Las fallas de siempre
La toma del Congreso fue suficiente para ese pequeño pero creciente número de senadores y representantes republicanos. Fue también el hecho que sonó la alarma de la democracia norteamericana.
Estados Unidos no fue la única nación que exhibió la semana pasada sus defectos políticos, sus desafíos cuando oposición y oficialismo están divididos por fracturas en apariencia insalvables. Venezuela y China también lo hicieron.
En la primera, asumió una Asamblea Nacionalcontrolada por el chavismo a través de elecciones viciadas. En la segunda, las autoridades de Hong Kong, amparadas en una opresiva ley de seguridad nacional, lanzaron una operación de arrestos masivos contra potenciales candidatos opositores para evitar que participen en los comicios legislativos.

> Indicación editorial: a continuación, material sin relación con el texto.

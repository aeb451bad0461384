// Licensed to the Apache Software Foundation (ASF) under one
// or more contributor license agreements.  See the NOTICE file
// distributed with this work for additional information
// regarding copyright ownership.  The ASF licenses this file
// to you under the Apache License, Version 2.0 (the
// "License"); you may not use this file except in compliance
// with the License.  You may obtain a copy of the License at
//
//   http://www.apache.org/licenses/LICENSE-2.0
//
// Unless required by applicable law or agreed to in writing,
// software distributed under the License is distributed on an
// "AS IS" BASIS, WITHOUT WARRANTIES OR CONDITIONS OF ANY
// KIND, either express or implied.  See the License for the
// specific language governing permissions and limitations
// under the License.

//! OAuth 1.0a support with convenience APIs
//!
//! This module provides OAuth 1.0a signing functionality along with convenience
//! functions for common use cases.

// Re-export all OAuth 1.0a signing types
pub use oauthsign_oauth1::*;

use crate::{Context, Error, Result, Signer};

/// Default OAuth 1.0a Signer type with commonly used components
pub type DefaultSigner = Signer<Credential>;

/// Create an OAuth 1.0a signer for given config within given context.
///
/// The credential is built from `config` only, env is never consulted here.
/// Use [`Config::from_env`] to fill unset fields from `OAUTH1_*` first.
///
/// Returns [`ErrorKind::CredentialInvalid`](crate::ErrorKind::CredentialInvalid)
/// if `consumer_key` is not set.
pub fn signer(ctx: Context, config: &Config) -> Result<DefaultSigner> {
    let builder = RequestSigner::from_config(config)?;
    let cred = config
        .credential()
        .ok_or_else(|| Error::credential_invalid("consumer_key is required"))?;

    Ok(Signer::new(ctx, StaticCredentialProvider::from(cred), builder))
}

/// Create a default OAuth 1.0a signer with standard configuration
///
/// This function creates a signer with:
/// - Default context (with reqwest HTTP client, OS environment)
/// - Config completed from `OAUTH1_*` env vars
///
/// # Example
///
/// ```no_run
/// # #[tokio::main]
/// # async fn main() -> oauthsign_core::Result<()> {
/// use oauthsign::oauth1::Config;
/// use oauthsign::SigningRequest;
///
/// let signer = oauthsign::oauth1::default_signer(Config::new())?;
/// let body = signer.send(&SigningRequest::get("/1.1/account/verify_credentials.json")).await?;
/// # Ok(())
/// # }
/// ```
#[cfg(feature = "default-context")]
pub fn default_signer(config: Config) -> Result<DefaultSigner> {
    let ctx = crate::default_context();
    let config = config.from_env(&ctx)?;
    signer(ctx, &config)
}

Claro que la Venezuela de Maduro ya ni siquiera intenta mantener las formas democráticas mientras que la China de Xi Jinping profundiza sus raíces autoritarias.
En Estados Unidos la democracia nunca fue todo lo perfecta que sus dirigentes proclamaron tantas veces.
Las desigualdades crecen, el racismo persiste, las fracturas culturales se agudizan, el bienestar no cubre a todos los habitantes del país más rico del planeta. Son todos problemas que el sistema intentó –bien o mal– solucionar a lo largo del siglo XX y del XXI, pero lo hizo parcialmente o directamente no lo hizo.
La frustración y el desencanto no son exclusivas de la era Trump; le anteceden. Sin embargo, pocas veces se manifestaron tan violentamente como el miércoles pasado o como en 2020.
Ahora los desafíos de la democracia norteamericana son parecidos a los de otras naciones, entre ellas la Argentina.
Un sistema político que se aleja cada vez más de los consensos y convierte los poderes del Estado en trincheras a atacarse unas a otras; redes sociales que democratizaron la divulgación de opinión pero, a la vez, alentaron amplificaron los odios y son capaces decidir el futuro de una presidencia. Son los dos desafíos urgentes de Estados Unidos para evitar que la violencia también plague a 2021.